Plutôt habituée à arpenter les rues et les sentiers des grandes Alpes du nord, à me perdre dans les rues de Chamonix, à rêver de m'envoler du haut des Aravis, je n'étais jamais "descendue" plus bas que Saint Jean de Maurienne... Le Vercors était donc un autre monde, un ailleurs encore à découvrir. C'est aujourd'hui en partie chose faite, depuis cette semaine de vacances entre Vizille et la Mure, un charmant échantillon de cette région, certes moins impressionnante en altitude, mais qui a au moins le mérite de se rapprocher des grandes montagnes que je connais si bien.
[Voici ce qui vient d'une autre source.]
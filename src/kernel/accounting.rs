//! Time and memory accounting for sandboxed children.
//!
//! CPU time and peak RSS come from the `rusage` the kernel hands back when
//! the child is reaped. Live samples (used by the rlimit fallback's
//! notification source) come from `/proc/<pid>/status`.
//!
//! `ru_maxrss` is the maximum over every image the child ever had, and
//! that includes the forked copy of this process that ran until exec. It
//! only describes the program when it rises above that copy's peak; below
//! it, [`program_peak_kb`] falls back to what was observed after exec.

use nix::unistd::Pid;
use std::io;
use std::time::Duration;

/// Resource usage of a reaped child
#[derive(Clone, Copy, Debug, Default, PartialEq, Eq)]
pub struct ResourceUsage {
    /// User plus system CPU time
    pub cpu_time: Duration,
    /// Peak resident set size in KiB
    pub max_rss_kb: u64,
}

fn timeval_to_duration(tv: &libc::timeval) -> Duration {
    Duration::from_secs(tv.tv_sec.max(0) as u64) + Duration::from_micros(tv.tv_usec.max(0) as u64)
}

impl From<&libc::rusage> for ResourceUsage {
    fn from(usage: &libc::rusage) -> Self {
        Self {
            cpu_time: timeval_to_duration(&usage.ru_utime) + timeval_to_duration(&usage.ru_stime),
            // Linux reports ru_maxrss in kilobytes.
            max_rss_kb: usage.ru_maxrss.max(0) as u64,
        }
    }
}

/// Pages the forked image may fault in between fork and exec.
pub const FORK_IMAGE_SLACK_KB: u64 = 512;

/// Peak resident memory of the exec'd program in KiB.
///
/// `fork_image_kb` is the forked copy's `VmHWM` read while it was parked,
/// `observed_kb` the largest post-exec reading (sampled `VmHWM`, cgroup
/// `memory.peak`). An unknown fork image (`0`) leaves `rusage_kb` as is.
pub fn program_peak_kb(rusage_kb: u64, fork_image_kb: u64, observed_kb: u64) -> u64 {
    if fork_image_kb == 0 || rusage_kb > fork_image_kb.saturating_add(FORK_IMAGE_SLACK_KB) {
        rusage_kb
    } else {
        observed_kb.min(rusage_kb)
    }
}

/// Snapshot of a live process taken from `/proc/<pid>/status`
#[derive(Clone, Copy, Debug, PartialEq, Eq)]
pub struct ProcSnapshot {
    /// Scheduler state letter (`R`, `S`, `Z`, ...)
    pub state: char,
    /// Peak resident set size in KiB (`VmHWM`)
    pub vm_hwm_kb: Option<u64>,
}

impl ProcSnapshot {
    /// The process has exited and is waiting to be reaped.
    pub fn is_exited(&self) -> bool {
        matches!(self.state, 'Z' | 'X')
    }
}

/// Parse the text of a `/proc/<pid>/status` file.
pub fn parse_proc_status(content: &str) -> Option<ProcSnapshot> {
    let mut state = None;
    let mut vm_hwm_kb = None;
    for line in content.lines() {
        if let Some(rest) = line.strip_prefix("State:") {
            state = rest.trim().chars().next();
        } else if let Some(rest) = line.strip_prefix("VmHWM:") {
            vm_hwm_kb = rest
                .split_whitespace()
                .next()
                .and_then(|v| v.parse::<u64>().ok());
        }
    }
    state.map(|state| ProcSnapshot { state, vm_hwm_kb })
}

/// Sample a live process. `Ok(None)` means the process no longer exists.
pub fn sample_process(pid: Pid) -> io::Result<Option<ProcSnapshot>> {
    let path = format!("/proc/{}/status", pid.as_raw());
    match std::fs::read_to_string(&path) {
        Ok(content) => Ok(parse_proc_status(&content)),
        Err(e) if e.kind() == io::ErrorKind::NotFound => Ok(None),
        // ESRCH surfaces when the task disappears mid-read.
        Err(e) if e.raw_os_error() == Some(libc::ESRCH) => Ok(None),
        Err(e) => Err(e),
    }
}

#[cfg(test)]
mod tests {
    use super::*;

    const STATUS: &str = "Name:\tsh\nUmask:\t0022\nState:\tS (sleeping)\nTgid:\t4242\n\
VmPeak:\t    2580 kB\nVmSize:\t    2580 kB\nVmHWM:\t    1024 kB\nVmRSS:\t     900 kB\n";

    #[test]
    fn parses_state_and_hwm() {
        let snapshot = parse_proc_status(STATUS).unwrap();
        assert_eq!(snapshot.state, 'S');
        assert_eq!(snapshot.vm_hwm_kb, Some(1024));
        assert!(!snapshot.is_exited());
    }

    #[test]
    fn zombie_has_no_hwm() {
        let snapshot = parse_proc_status("Name:\tsh\nState:\tZ (zombie)\n").unwrap();
        assert!(snapshot.is_exited());
        assert_eq!(snapshot.vm_hwm_kb, None);
    }

    #[test]
    fn rusage_conversion_sums_user_and_system() {
        let mut usage: libc::rusage = unsafe { std::mem::zeroed() };
        usage.ru_utime.tv_sec = 1;
        usage.ru_utime.tv_usec = 250_000;
        usage.ru_stime.tv_usec = 250_000;
        usage.ru_maxrss = 2048;
        let converted = ResourceUsage::from(&usage);
        assert_eq!(converted.cpu_time, Duration::from_millis(1500));
        assert_eq!(converted.max_rss_kb, 2048);
    }

    #[test]
    fn rusage_wins_above_fork_image() {
        assert_eq!(program_peak_kb(300_000, 4096, 120_000), 300_000);
    }

    #[test]
    fn fork_image_peak_is_not_charged() {
        // A 200 MiB controller forking a program that touched 1 MiB.
        assert_eq!(program_peak_kb(204_800, 204_700, 1024), 1024);
        assert_eq!(program_peak_kb(204_800, 204_700, 0), 0);
    }

    #[test]
    fn small_controller_keeps_rusage() {
        assert_eq!(program_peak_kb(2048, 1024, 0), 2048);
        assert_eq!(program_peak_kb(400, 0, 0), 400);
    }

    #[test]
    fn sampling_self_works() {
        let pid = Pid::from_raw(std::process::id() as i32);
        let snapshot = sample_process(pid).unwrap().unwrap();
        assert!(snapshot.vm_hwm_kb.unwrap_or(0) > 0);
    }
}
La nostalgie est au bout du voyage.En partant du nord pour aller vers le sud, je vous ferai grâce de l'horrible station de Chamrousse dans les nuages, immeubles de béton fantômes façon Flaine un jour de pluie. En revanche, la ville de Vizille et son château majestueusement assis dans un grand parc agréable valent le détour.Plus au sud, en direction de la Mure (ville d'où part le fameux petit train, dont je vous parlerai dans un autre article, pas de panique), c'est un chapelet de lacs qu'on rencontre: Laffrey, Petichet, les Cordeliers, et quelques autres dont j'ai évidemment oublié les noms. On peut s'y baigner, y faire du bateau, se reposer. C'est un lieu idéal pour ceux qui recherchent la tranquillité ainsi que pour ceux qui reviennent d'une longue rando et aspirent à se plonger les pieds dans une eau claire et bienfaitrice pour les tatanes endolories.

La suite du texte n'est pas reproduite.